OpenVDB is released under the Apache License Version 2.0, which is a free, open source software license developed and maintained by the Apache Software Foundation. For more information about this license, see Apache License, Version 2.
Yes, developers who wish to contribute code to be considered for inclusion in the OpenVDB distribution must first be authorized under a signed Contributor License Agreement. The signature and authorization process is managed via the Linux Foundation's EasyCLA system, to handle the different CLAs depending on whether you are contributing on your own behalf or on behalf of your employer. The EasyCLA process will begin the first time you submit a PR to the project.

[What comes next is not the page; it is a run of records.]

//! HTTP retry helpers for transient errors.
//!
//! Provider fetchers use [`send_json`] or [`send_json_mirrored`] instead of
//! calling `reqwest::RequestBuilder::send()` directly, so every request
//! gets a bounded retry loop with exponential backoff for transient
//! failures (timeouts, connection resets, server errors, rate limiting,
//! truncated bodies).
//!
//! # Usage
//!
//! ```ignore
//! use backcountry_source::retry::{self, RetryPolicy};
//!
//! let policy = RetryPolicy::default();
//!
//! // One host
//! let body = retry::send_json(|| client.get(&url), &policy).await?;
//!
//! // Mirrored hosts, tried in order until one answers
//! let (body, host) = retry::send_json_mirrored(&hosts, |host| {
//!     client.get(format!("{host}/v1/forecast")).query(&params)
//! }, &policy).await?;
//! ```

use std::time::Duration;

use crate::SourceError;

/// Maximum length of the response body preview included in error logs.
const BODY_PREVIEW_LEN: usize = 300;

/// Bounds for one retry loop.
#[derive(Debug, Clone, Copy, PartialEq, Eq)]
pub struct RetryPolicy {
    /// Attempts per host, including the first. Never less than one.
    pub attempts: u32,
    /// Delay before the second attempt; doubles on each further attempt.
    pub base_delay: Duration,
}

impl Default for RetryPolicy {
    fn default() -> Self {
        Self {
            attempts: 3,
            base_delay: Duration::from_millis(250),
        }
    }
}

impl RetryPolicy {
    /// A policy that retries without sleeping. Used in tests.
    #[must_use]
    pub const fn immediate(attempts: u32) -> Self {
        Self {
            attempts,
            base_delay: Duration::ZERO,
        }
    }

    fn delay_before(&self, attempt: u32) -> Duration {
        if attempt == 0 {
            return Duration::ZERO;
        }
        self.base_delay
            .saturating_mul(1u32 << (attempt - 1).min(10))
    }
}

/// Sends an HTTP request and parses the response body as JSON.
///
/// The `build_request` closure is called on each attempt to construct a
/// fresh [`reqwest::RequestBuilder`] (since builders are consumed by
/// `.send()`).
///
/// Retries connection errors, timeouts, HTTP 429, HTTP 5xx, and bodies
/// that fail to decode as JSON, up to `policy.attempts` total attempts.
/// HTTP 4xx (except 429) is permanent and returned immediately.
///
/// # Errors
///
/// Returns the last [`SourceError`] once every attempt has failed, or the
/// first permanent error.
#[allow(clippy::future_not_send)]
pub async fn send_json<F>(
    build_request: F,
    policy: &RetryPolicy,
) -> Result<serde_json::Value, SourceError>
where
    F: Fn() -> reqwest::RequestBuilder,
{
    let attempts = policy.attempts.max(1);
    let mut last_error: Option<SourceError> = None;

    for attempt in 0..attempts {
        let delay = policy.delay_before(attempt);
        if attempt > 0 {
            log::warn!("  retry {attempt}/{} in {delay:?}...", attempts - 1);
            tokio::time::sleep(delay).await;
        }

        match attempt_json(&build_request).await {
            Ok(value) => return Ok(value),
            Err(Attempt::Permanent(e)) => return Err(e),
            Err(Attempt::Transient(e)) => {
                log::warn!("  transient error: {e}");
                last_error = Some(e);
            }
        }
    }

    Err(last_error.unwrap_or_else(|| {
        SourceError::normalization("request failed after all retries")
    }))
}

/// Sends the same logical request against each mirrored host in order,
/// with a full [`send_json`] retry loop per host.
///
/// Returns the parsed body together with the host that answered.
///
/// # Errors
///
/// Returns the error from the last host once every host has been
/// exhausted, or a normalization error if `hosts` is empty.
#[allow(clippy::future_not_send)]
pub async fn send_json_mirrored<'a, F>(
    hosts: &'a [String],
    build_request: F,
    policy: &RetryPolicy,
) -> Result<(serde_json::Value, &'a str), SourceError>
where
    F: Fn(&str) -> reqwest::RequestBuilder,
{
    let mut last_error = None;

    for host in hosts {
        match send_json(|| build_request(host), policy).await {
            Ok(value) => return Ok((value, host.as_str())),
            Err(e) => {
                log::warn!("host {host} exhausted: {e}");
                last_error = Some(e);
            }
        }
    }

    Err(last_error.unwrap_or_else(|| SourceError::normalization("no hosts configured")))
}

enum Attempt {
    Transient(SourceError),
    Permanent(SourceError),
}

#[allow(clippy::future_not_send)]
async fn attempt_json<F>(build_request: &F) -> Result<serde_json::Value, Attempt>
where
    F: Fn() -> reqwest::RequestBuilder,
{
    let response = match build_request().send().await {
        Ok(response) => response,
        Err(e) if is_transient(&e) => return Err(Attempt::Transient(SourceError::Http(e))),
        Err(e) => return Err(Attempt::Permanent(SourceError::Http(e))),
    };

    let status = response.status();
    let url = response.url().to_string();

    // 429 Too Many Requests and 5xx are retried; other 4xx are permanent.
    if status == reqwest::StatusCode::TOO_MANY_REQUESTS || status.is_server_error() {
        return Err(Attempt::Transient(SourceError::Status {
            status: status.as_u16(),
            url,
        }));
    }
    if status.is_client_error() {
        return Err(Attempt::Permanent(SourceError::Status {
            status: status.as_u16(),
            url,
        }));
    }

    // Read the raw body as text first so the log can show what arrived.
    let text = response
        .text()
        .await
        .map_err(|e| Attempt::Transient(SourceError::Http(e)))?;

    serde_json::from_str(&text).map_err(|json_err| {
        let preview: String = text.chars().take(BODY_PREVIEW_LEN).collect();
        log::warn!(
            "JSON parse failed\n  \
             url: {url}\n  \
             status: {status}\n  \
             received: {} bytes\n  \
             parse error: {json_err}\n  \
             body preview: {preview}",
            text.len(),
        );
        Attempt::Transient(SourceError::Json(json_err))
    })
}

/// Returns `true` if the error is likely transient and worth retrying.
fn is_transient(e: &reqwest::Error) -> bool {
    e.is_timeout() || e.is_connect() || e.is_body() || e.is_decode() || e.is_request()
}

#[cfg(test)]
mod tests {
    use super::*;

    #[test]
    fn backoff_doubles_from_base_delay() {
        let policy = RetryPolicy {
            attempts: 4,
            base_delay: Duration::from_millis(100),
        };
        assert_eq!(policy.delay_before(0), Duration::ZERO);
        assert_eq!(policy.delay_before(1), Duration::from_millis(100));
        assert_eq!(policy.delay_before(2), Duration::from_millis(200));
        assert_eq!(policy.delay_before(3), Duration::from_millis(400));
    }

    #[test]
    fn immediate_policy_never_sleeps() {
        let policy = RetryPolicy::immediate(3);
        assert_eq!(policy.delay_before(2), Duration::ZERO);
    }

    #[tokio::test]
    async fn mirrored_send_with_no_hosts_is_an_error() {
        let client = reqwest::Client::new();
        let result = send_json_mirrored(
            &[],
            |host| client.get(host.to_string()),
            &RetryPolicy::immediate(1),
        )
        .await;
        assert!(matches!(result, Err(SourceError::Normalization { .. })));
    }
}
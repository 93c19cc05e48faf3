#![cfg_attr(feature = "fail-on-warnings", deny(warnings))]
#![warn(clippy::all, clippy::pedantic, clippy::nursery, clippy::cargo)]
#![allow(clippy::multiple_crate_versions, clippy::cargo_common_metadata)]

//! Normalized signal records shared across the backcountry risk pipeline.
//!
//! Every upstream provider (weather, avalanche, precipitation, snowpack,
//! alerts, air quality, fire weather) is normalized into one of the record
//! types in this crate before the scoring core sees it. Each record carries
//! an explicit [`SignalStatus`] so that degraded data is never mistaken for
//! a favorable reading.

pub mod report;
pub mod score;
pub mod signals;
pub mod weather;

use serde::{Deserialize, Serialize};
use strum_macros::{AsRefStr, Display, EnumString};

pub use report::SafetyReport;
pub use score::{
    ConfidenceReason, GroupImpact, HazardFactor, HazardGroup, SafetyRating, SafetyScoreResult,
};
pub use signals::{
    AccumulationWindow, AirQualitySignal, AlertSeverity, AlertsSignal, AvalancheSignal,
    FireRiskLevel, FireRiskSignal, HistoricalComparison, HistoricalStatus, OfficialAlert,
    PrecipitationSignal, PrecipitationSource, PrecipitationWindows, SnowpackSignal,
    ZoneMatchMode,
};
pub use weather::{
    FieldSource, TemperatureContext, VisibilityLevel, VisibilityRisk, WeatherField, WeatherPoint,
    WeatherRecord,
};

/// A validated WGS84 coordinate.
///
/// Construct through [`Coordinate::new`], which rejects non-finite values
/// and out-of-range latitudes/longitudes.
#[derive(Debug, Clone, Copy, PartialEq, Serialize, Deserialize)]
#[serde(try_from = "RawCoordinate")]
pub struct Coordinate {
    /// Latitude in degrees, `[-90, 90]`.
    pub lat: f64,
    /// Longitude in degrees, `[-180, 180]`.
    pub lon: f64,
}

#[derive(Deserialize)]
struct RawCoordinate {
    lat: f64,
    lon: f64,
}

impl TryFrom<RawCoordinate> for Coordinate {
    type Error = InvalidCoordinateError;

    fn try_from(raw: RawCoordinate) -> Result<Self, Self::Error> {
        Self::new(raw.lat, raw.lon)
    }
}

impl Coordinate {
    /// Creates a coordinate after range validation.
    ///
    /// # Errors
    ///
    /// Returns [`InvalidCoordinateError`] if either value is non-finite or
    /// outside its valid range.
    pub fn new(lat: f64, lon: f64) -> Result<Self, InvalidCoordinateError> {
        if !lat.is_finite() || !lon.is_finite() {
            return Err(InvalidCoordinateError { lat, lon });
        }
        if !(-90.0..=90.0).contains(&lat) || !(-180.0..=180.0).contains(&lon) {
            return Err(InvalidCoordinateError { lat, lon });
        }
        Ok(Self { lat, lon })
    }

    /// Cache key with both components rounded to two decimals (~1 km).
    ///
    /// Nearby requests share cache entries through this key.
    #[must_use]
    pub fn cache_key(&self) -> String {
        format!("{:.2},{:.2}", self.lat, self.lon)
    }
}

impl std::fmt::Display for Coordinate {
    fn fmt(&self, f: &mut std::fmt::Formatter<'_>) -> std::fmt::Result {
        write!(f, "{:.4},{:.4}", self.lat, self.lon)
    }
}

/// Error returned when a latitude/longitude pair fails range validation.
#[derive(Debug, Clone, Copy, PartialEq)]
pub struct InvalidCoordinateError {
    /// The rejected latitude.
    pub lat: f64,
    /// The rejected longitude.
    pub lon: f64,
}

impl std::fmt::Display for InvalidCoordinateError {
    fn fmt(&self, f: &mut std::fmt::Formatter<'_>) -> std::fmt::Result {
        write!(
            f,
            "invalid coordinate ({}, {}): expected finite lat in [-90, 90] and lon in [-180, 180]",
            self.lat, self.lon
        )
    }
}

impl std::error::Error for InvalidCoordinateError {}

/// Availability status carried by every normalized signal record.
#[derive(
    Debug,
    Clone,
    Copy,
    Default,
    PartialEq,
    Eq,
    PartialOrd,
    Ord,
    Hash,
    Serialize,
    Deserialize,
    Display,
    EnumString,
    AsRefStr,
)]
#[serde(rename_all = "snake_case")]
#[strum(serialize_all = "snake_case")]
pub enum SignalStatus {
    /// The provider answered with complete data.
    Ok,
    /// The provider answered but some expected fields were missing.
    Partial,
    /// The provider answered but had nothing for this location.
    NoData,
    /// Every acquisition attempt failed.
    #[default]
    Unavailable,
    /// Data exists but does not cover the selected start time.
    NoneForSelectedStart,
    /// The provider is seasonal and is not currently publishing.
    OffSeason,
}

impl SignalStatus {
    /// Whether the record carries usable values.
    #[must_use]
    pub const fn has_data(self) -> bool {
        matches!(self, Self::Ok | Self::Partial)
    }

    /// Whether the upstream feed failed outright.
    #[must_use]
    pub const fn is_unavailable(self) -> bool {
        matches!(self, Self::Unavailable)
    }
}

#[cfg(test)]
mod tests {
    use super::*;

    #[test]
    fn coordinate_rejects_out_of_range_values() {
        assert!(Coordinate::new(39.5, -106.0).is_ok());
        assert!(Coordinate::new(90.0, 180.0).is_ok());
        assert!(Coordinate::new(90.1, 0.0).is_err());
        assert!(Coordinate::new(0.0, -180.5).is_err());
        assert!(Coordinate::new(f64::NAN, 0.0).is_err());
        assert!(Coordinate::new(0.0, f64::INFINITY).is_err());
    }

    #[test]
    fn coordinate_deserialization_validates() {
        let ok: Result<Coordinate, _> = serde_json::from_str(r#"{"lat": 40.0, "lon": -105.5}"#);
        assert!(ok.is_ok());
        let bad: Result<Coordinate, _> = serde_json::from_str(r#"{"lat": 140.0, "lon": -105.5}"#);
        assert!(bad.is_err());
    }

    #[test]
    fn cache_key_rounds_to_two_decimals() {
        let a = Coordinate::new(39.6012, -105.9488).unwrap();
        let b = Coordinate::new(39.6049, -105.9451).unwrap();
        assert_eq!(a.cache_key(), "39.60,-105.95");
        assert_eq!(a.cache_key(), b.cache_key());
    }

    #[test]
    fn status_serializes_snake_case() {
        let json = serde_json::to_string(&SignalStatus::NoneForSelectedStart).unwrap();
        assert_eq!(json, "\"none_for_selected_start\"");
        assert_eq!(SignalStatus::NoData.to_string(), "no_data");
        assert!(SignalStatus::Partial.has_data());
        assert!(!SignalStatus::OffSeason.has_data());
    }
}
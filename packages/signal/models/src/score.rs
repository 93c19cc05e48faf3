//! Hazard factors and the composed safety score.

use std::collections::BTreeMap;

use serde::{Deserialize, Serialize};
use strum_macros::{AsRefStr, Display, EnumString};

/// Hazard category. Each group's total deduction is capped independently.
#[derive(
    Debug,
    Clone,
    Copy,
    PartialEq,
    Eq,
    PartialOrd,
    Ord,
    Hash,
    Serialize,
    Deserialize,
    Display,
    EnumString,
    AsRefStr,
)]
#[serde(rename_all = "camelCase")]
#[strum(serialize_all = "camelCase")]
pub enum HazardGroup {
    /// Avalanche danger and forecast uncertainty.
    Avalanche,
    /// Wind, storm, visibility, temperature, surface, darkness, lead time.
    Weather,
    /// Official alerts.
    Alerts,
    /// Air quality.
    AirQuality,
    /// Fire weather.
    Fire,
}

impl HazardGroup {
    /// Maximum points this group may deduct from the score.
    #[must_use]
    pub const fn cap(self) -> u32 {
        match self {
            Self::Avalanche => 55,
            Self::Weather => 42,
            Self::Alerts => 24,
            Self::AirQuality => 20,
            Self::Fire => 18,
        }
    }

    /// Returns all variants of this enum.
    #[must_use]
    pub const fn all() -> &'static [Self] {
        &[
            Self::Avalanche,
            Self::Weather,
            Self::Alerts,
            Self::AirQuality,
            Self::Fire,
        ]
    }
}

/// One additive contribution to score loss.
#[derive(Debug, Clone, PartialEq, Eq, Serialize, Deserialize)]
#[serde(rename_all = "camelCase")]
pub struct HazardFactor {
    /// Short hazard name (e.g. `"Avalanche"`, `"Wind"`).
    pub hazard: String,
    /// Points deducted, always positive.
    pub impact_points: u32,
    /// Group the factor counts against.
    pub group: HazardGroup,
    /// Explanation shown to the user.
    pub message: String,
    /// Signal that produced the factor.
    pub source: String,
}

/// Raw and capped deduction for one group.
#[derive(Debug, Clone, Copy, PartialEq, Eq, Serialize, Deserialize)]
#[serde(rename_all = "camelCase")]
pub struct GroupImpact {
    /// Sum of the group's factor points.
    pub raw: u32,
    /// Points actually deducted (`min(raw, cap)`).
    pub capped: u32,
    /// The group's cap.
    pub cap: u32,
}

/// One itemized confidence penalty.
#[derive(Debug, Clone, PartialEq, Eq, Serialize, Deserialize)]
#[serde(rename_all = "camelCase")]
pub struct ConfidenceReason {
    /// Why confidence was reduced.
    pub reason: String,
    /// Points removed from confidence.
    pub penalty: u32,
}

/// Coarse label for a score.
#[derive(
    Debug,
    Clone,
    Copy,
    PartialEq,
    Eq,
    PartialOrd,
    Ord,
    Hash,
    Serialize,
    Deserialize,
    Display,
    EnumString,
    AsRefStr,
)]
#[serde(rename_all = "snake_case")]
#[strum(serialize_all = "snake_case")]
pub enum SafetyRating {
    /// Score below 20.
    Extreme,
    /// Score 20-39.
    High,
    /// Score 40-59.
    Elevated,
    /// Score 60-79.
    Caution,
    /// Score 80 and above.
    Favorable,
}

impl SafetyRating {
    /// Buckets a 0-100 score.
    #[must_use]
    pub const fn from_score(score: u8) -> Self {
        match score {
            0..=19 => Self::Extreme,
            20..=39 => Self::High,
            40..=59 => Self::Elevated,
            60..=79 => Self::Caution,
            _ => Self::Favorable,
        }
    }
}

/// Output of the safety score composer.
#[derive(Debug, Clone, PartialEq, Eq, Serialize, Deserialize)]
#[serde(rename_all = "camelCase")]
pub struct SafetyScoreResult {
    /// Composite score, 0 (most hazardous) to 100.
    pub score: u8,
    /// Trust in the score, 20 to 100.
    pub confidence: u8,
    /// Label for the score.
    pub rating: SafetyRating,
    /// Hazard of the single highest-impact factor, `"None"` without factors.
    pub primary_hazard: String,
    /// Every factor, in rule order.
    pub factors: Vec<HazardFactor>,
    /// Raw and capped deductions per group.
    pub group_impacts: BTreeMap<HazardGroup, GroupImpact>,
    /// Itemized confidence penalties.
    pub confidence_reasons: Vec<ConfidenceReason>,
}
//! Per-call deadlines composed with caller cancellation.
//!
//! Every outbound provider call is wrapped in [`with_deadline`]. A shared
//! default timeout applies unless the service overrides it, and an
//! optional [`CancelSignal`] aborts the call as soon as the caller gives
//! up, so a cancelled request never waits on slow providers.

use std::future::Future;
use std::time::Duration;

use tokio::sync::watch;

use crate::SourceError;

/// Caller-side handle that cancels every call observing its signal.
#[derive(Debug)]
pub struct CancelHandle {
    tx: watch::Sender<bool>,
}

/// Cloneable cancellation signal passed down to provider calls.
#[derive(Debug, Clone)]
pub struct CancelSignal {
    rx: watch::Receiver<bool>,
}

/// Creates a linked cancel handle and signal.
#[must_use]
pub fn cancel_pair() -> (CancelHandle, CancelSignal) {
    let (tx, rx) = watch::channel(false);
    (CancelHandle { tx }, CancelSignal { rx })
}

impl CancelHandle {
    /// Cancels every call observing the paired signal.
    pub fn cancel(&self) {
        // Receivers may all be gone already; nothing left to notify.
        let _ = self.tx.send(true);
    }
}

impl CancelSignal {
    /// Whether cancellation has been requested.
    #[must_use]
    pub fn is_cancelled(&self) -> bool {
        *self.rx.borrow()
    }

    /// Resolves once cancellation is requested. Never resolves if the
    /// handle is dropped without cancelling.
    pub async fn cancelled(&self) {
        let mut rx = self.rx.clone();
        let sender_dropped = rx.wait_for(|cancelled| *cancelled).await.is_err();
        if sender_dropped {
            std::future::pending::<()>().await;
        }
    }
}

/// Runs `fut` under `timeout`, aborting early if `cancel` fires.
///
/// # Errors
///
/// Returns [`SourceError::Timeout`] when the deadline passes,
/// [`SourceError::Cancelled`] when the caller cancels (both converted into
/// the caller's error type), or whatever error `fut` itself produced.
pub async fn with_deadline<T, E, F>(
    fut: F,
    timeout: Duration,
    cancel: Option<&CancelSignal>,
) -> Result<T, E>
where
    E: From<SourceError>,
    F: Future<Output = Result<T, E>>,
{
    if cancel.is_some_and(CancelSignal::is_cancelled) {
        return Err(SourceError::Cancelled.into());
    }

    let timed = tokio::time::timeout(timeout, fut);

    match cancel {
        Some(signal) => {
            tokio::select! {
                result = timed => result.unwrap_or_else(|_| Err(SourceError::Timeout(timeout).into())),
                () = signal.cancelled() => Err(SourceError::Cancelled.into()),
            }
        }
        None => timed
            .await
            .unwrap_or_else(|_| Err(SourceError::Timeout(timeout).into())),
    }
}
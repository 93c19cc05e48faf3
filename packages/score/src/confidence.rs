//! Confidence in the composed score.
//!
//! Starts at 100 and loses additive penalties for stale or missing inputs.
//! The result never drops below [`MIN_CONFIDENCE`].

use backcountry_signal_models::{ConfidenceReason, PrecipitationSource, SignalStatus};
use chrono::Duration;

use crate::SafetySignals;

pub const MAX_CONFIDENCE: u32 = 100;
pub const MIN_CONFIDENCE: u32 = 20;

#[derive(Debug, Default)]
struct Penalties {
    reasons: Vec<ConfidenceReason>,
}

impl Penalties {
    fn add(&mut self, penalty: u32, reason: impl Into<String>) {
        if penalty > 0 {
            self.reasons.push(ConfidenceReason {
                reason: reason.into(),
                penalty,
            });
        }
    }

    fn total(&self) -> u32 {
        self.reasons.iter().map(|r| r.penalty).sum()
    }
}

fn age_penalty(age: Duration, tiers: &[(i64, u32)]) -> u32 {
    tiers
        .iter()
        .find(|(hours, _)| age > Duration::hours(*hours))
        .map_or(0, |(_, penalty)| *penalty)
}

/// Confidence value and the itemized penalties behind it.
#[must_use]
pub fn assess_confidence(signals: &SafetySignals<'_>) -> (u8, Vec<ConfidenceReason>) {
    let mut penalties = Penalties::default();
    let now = signals.now;

    let weather = signals.weather;
    if weather.status.has_data() {
        if let Some(issued) = weather.issued_at {
            let age = now - issued;
            penalties.add(
                age_penalty(age, &[(12, 15), (6, 8)]),
                format!("Weather forecast was issued {} hours ago", age.num_hours()),
            );
        }

        let window = usize::try_from(signals.travel_window_hours).unwrap_or(usize::MAX);
        let depth = weather.trend.len();
        let trend_penalty = if depth * 2 < window {
            10
        } else if depth < window {
            5
        } else {
            0
        };
        penalties.add(
            trend_penalty,
            format!("Hourly trend covers {depth} of {window} travel hours"),
        );
    }

    let avalanche = signals.avalanche;
    if avalanche.status.has_data()
        && let Some(published) = avalanche.published_at
    {
        let age = now - published;
        penalties.add(
            age_penalty(age, &[(48, 18), (24, 10)]),
            format!("Avalanche bulletin is {} hours old", age.num_hours()),
        );
    }

    let precip = signals.precipitation;
    if precip.fallback_mode {
        penalties.add(10, "Precipitation history unavailable; totals are placeholders");
    } else if precip.source == PrecipitationSource::StaleCache {
        penalties.add(10, "Precipitation history served from an expired cache");
    } else if let Some(fetched) = precip.fetched_at {
        let age = now - fetched;
        penalties.add(
            age_penalty(age, &[(3, 6)]),
            format!("Precipitation data is {} hours old", age.num_hours()),
        );
    }

    let lead = signals.selected_start - now;
    penalties.add(
        age_penalty(lead, &[(48, 10), (24, 5)]),
        format!("Selected start is {} hours away", lead.num_hours()),
    );

    let feeds: [(&str, SignalStatus, u32); 6] = [
        ("Weather", weather.status, 30),
        ("Avalanche", avalanche.status, 20),
        ("Alerts", signals.alerts.status, 10),
        ("Snowpack", signals.snowpack.status, 5),
        ("Air quality", signals.air_quality.status, 5),
        ("Fire weather", signals.fire.status, 5),
    ];
    for (name, status, penalty) in feeds {
        if status.is_unavailable() {
            penalties.add(penalty, format!("{name} data unavailable"));
        }
    }

    let confidence = MAX_CONFIDENCE
        .saturating_sub(penalties.total())
        .clamp(MIN_CONFIDENCE, MAX_CONFIDENCE);
    (
        u8::try_from(confidence).unwrap_or(u8::MAX),
        penalties.reasons,
    )
}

The typical reasons to adopt OpenVDB are if you are storing sparse data and/or if you are performing sparse computations. OpenVDB is also effectively unbounded, which makes it very convenient for applications where the topology of the data is dynamic or unknown. Unlike many existing sparse data structures, OpenVDB is also optimized for numerical simulations, multithreaded volume compositing, near real-time boolean CSG operations, fast random and sequential data access and voxelization of points and polygons.
We currently use a major.minor.patch version numbering system, and with every release of OpenVDB we change one or more of the three numbers. The patch number is incremented for new features and bug fixes that change neither the API nor the file format of the library nor the ABIs of the Grid class or its constituent classes (Tree, Transform, Metadata, io::StreamMetadata, etc.). The minor version is incremented for releases that change the API without changing the Grid ABI, and for releases that change the file format in such a way that older files can still be read. The major version is incremented when the Grid ABI changes, or when the file format changes in a non-backward-compatible way (which should be rare). No release of OpenVDB guarantees ABI compatibility across the entire library, but rather only for the Grid and its constituent classes, and primarily to allow third-party app plugins compiled against different versions of the library to coexist and exchange data.
Yes! OpenVDB is specifically developed to be highly customizable. That is, the user can define the sizes of all the nodes at each level of a tree as well as the number of tree levels and the data type of values stored in the tree. However, note that since OpenVDB makes extensive use of C++ templating, configurations are fixed at compile time rather than at run time. This is a fundamental design characteristic of OpenVDB, and it leads to very high performance, thanks to techniques like inlining and template metaprogramming.
No! While OpenVDB can conceptually be configured as a (height-balanced) octree, it is much more than an octree or N-tree. Whereas octrees and N-trees have fixed branching factors of respectively two and N in each coordinate direction, OpenVDB’s branching factors typically vary between tree levels and are only limited to be powers of two. To understand why and also learn about other unique features of OpenVDB, refer to the paper in ACM Transactions on Graphics.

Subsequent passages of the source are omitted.